Siempre lo ha intentado. Sacar a la oposición de la ruta electoral es y seguirá siendo un “objetivo superior” de la nomenclatura bolivariana. Para eso está concebido todo el andamiaje ventajista del Estado revolucionario. Cada arbitrariedad colabora con el propósito. Ninguna iniciativa del Gobierno -ni siquiera las referidas a la gestión- escapa al guión: todas pretenden ser demostraciones de fuerza para desalentar al pueblo renegado y convencerlo de que no hay nada que ya pueda hacerse y de que, por tanto, al carecer de otros métodos viables de resistencia, su lucha está sentenciada a la nada.
La guerra económica, la feroz ofensiva contra Capriles y contra los rostros más inspiradores de la Unidad, la dictadura mediática y el silenciamiento de toda la actividad opositora, además de las maniobras para agrandar y empoderar a Maduro, conforman un boceto ideado para hacernos creer que estamos en medio de un callejón sin salida. Cuando el poder civil se pavonea con la alta oficialidad de la FANB, cuando convoca la furia de sus colectivos armados, cuando se exhibe montada sobre las bayonetas -en plan represivo y disuasivo-, no hace sino esforzarse en probarnos la inutilidad práctica de las elecciones y de cualquier otro mecanismo de lucha.

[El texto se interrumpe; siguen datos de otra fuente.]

//! Concurrent download of many ERA5 requests.

use crate::era5::client::Retrieve;
use crate::era5::error::DownloadError;
use crate::era5::request::{Dataset, Era5Request};
use futures_util::future::join_all;
use log::{info, warn};
use std::path::PathBuf;

/// One request and the file it should end up in.
#[derive(Debug, Clone, PartialEq)]
pub struct DownloadTask {
    pub dataset: Dataset,
    pub request: Era5Request,
    pub target: PathBuf,
}

/// What happened to every task of a batch. Order within each list is unspecified.
#[derive(Debug, Default)]
pub struct BatchReport {
    pub downloaded: Vec<PathBuf>,
    pub skipped: Vec<PathBuf>,
    pub failed: Vec<(PathBuf, DownloadError)>,
}

impl BatchReport {
    pub fn is_complete(&self) -> bool {
        self.failed.is_empty()
    }
}

enum TaskOutcome {
    Downloaded,
    Skipped,
    Failed(DownloadError),
}

/// One worker per available core, keeping one free; at least one.
pub fn default_workers() -> usize {
    std::thread::available_parallelism()
        .map(|n| n.get())
        .unwrap_or(1)
        .saturating_sub(1)
        .max(1)
}

/// Deals `items` round-robin into at most `n` non-empty chunks.
///
/// ```
/// use era5_spi::chunkify;
///
/// let chunks = chunkify((0..7).collect(), 3);
/// assert_eq!(chunks, vec![vec![0, 3, 6], vec![1, 4], vec![2, 5]]);
/// ```
pub fn chunkify<T>(items: Vec<T>, n: usize) -> Vec<Vec<T>> {
    let n = n.max(1);
    let mut chunks: Vec<Vec<T>> = (0..n).map(|_| Vec::new()).collect();
    for (i, item) in items.into_iter().enumerate() {
        chunks[i % n].push(item);
    }
    chunks.retain(|c| !c.is_empty());
    chunks
}

/// Runs `tasks` split over `workers` concurrent chunks, each chunk downloading in sequence.
///
/// Tasks whose target already exists are skipped. A failing task is logged and recorded in
/// the report; it never stops the other tasks.
pub async fn download_batch<R: Retrieve + ?Sized>(
    retriever: &R,
    tasks: Vec<DownloadTask>,
    workers: usize,
) -> BatchReport {
    let total = tasks.len();
    let chunks = chunkify(tasks, workers);
    info!("Downloading {} files with {} workers", total, chunks.len());

    let results = join_all(
        chunks
            .into_iter()
            .map(|chunk| download_chunk(retriever, chunk)),
    )
    .await;

    let mut report = BatchReport::default();
    for (target, outcome) in results.into_iter().flatten() {
        match outcome {
            TaskOutcome::Downloaded => report.downloaded.push(target),
            TaskOutcome::Skipped => report.skipped.push(target),
            TaskOutcome::Failed(e) => report.failed.push((target, e)),
        }
    }
    info!(
        "Batch finished: {} downloaded, {} skipped, {} failed",
        report.downloaded.len(),
        report.skipped.len(),
        report.failed.len()
    );
    report
}

async fn download_chunk<R: Retrieve + ?Sized>(
    retriever: &R,
    chunk: Vec<DownloadTask>,
) -> Vec<(PathBuf, TaskOutcome)> {
    let mut outcomes = Vec::with_capacity(chunk.len());
    for task in chunk {
        if tokio::fs::try_exists(&task.target).await.unwrap_or(false) {
            info!("Skipping {:?}, already exists.", task.target);
            outcomes.push((task.target, TaskOutcome::Skipped));
            continue;
        }

        info!("Downloading {:?}...", task.target);
        let outcome = match retriever
            .retrieve(task.dataset, &task.request, &task.target)
            .await
        {
            Ok(()) => TaskOutcome::Downloaded,
            Err(e) => {
                warn!("Failed {:?}: {}", task.target, e);
                TaskOutcome::Failed(e)
            }
        };
        outcomes.push((task.target, outcome));
    }
    outcomes
}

La revolución trabaja para lanzar a sus adversarios hacia un destino incierto; para dejarles sin agenda, sin plan de vuelo, a la deriva, sin brújula ni timoneles. Al minar la ruta electoral, “la sucesión” promueve las quimeras violentas para las que sus oponentes no poseen condiciones mínimas: se fertiliza la desesperanza electoral porque ella dará lugar inevitablemente a la atomización de las fuerzas adversas, que abarata los costos de la vorágine represiva de “la sucesión”. Un pueblo convencido de que no posee opciones, está impedido de cohesionarse. “El proceso” jerarquiza el atrincheramiento de sus auditorios y la fragmentación de sus contrarios.

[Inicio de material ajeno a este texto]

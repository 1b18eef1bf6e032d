//! Reformatting of hourly ERA5-Land met data into MAESTRA met files.

pub mod error;
pub mod met;
pub mod writer;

Si el pueblo opositor no entiende la importancia de defender su propia agenda -aunque ella sea insuficiente y requiera urgentes complementos-, tampoco será capaz de rebelarse por otros medios mucho más exigentes. Así de simple: quien no puede lo menos, difícilmente podrá lo más. Una hoja de ruta insurreccional no es menos compleja que una pacífica. Votar debe ser un acto de insubordinación contra la pretensión de convertir a la alternativa democrática en un archipiélago de descontentos dispersos, aislados y débiles. Hay que votar, aunque sepamos que con eso no basta. Hay que votar para evitar el naufragio que buscan provocarnos; para no entregarles los timones; para que no les salga gratis el expediente represivo. Hay que votar para encarecerle el juego a la jauría autoritaria.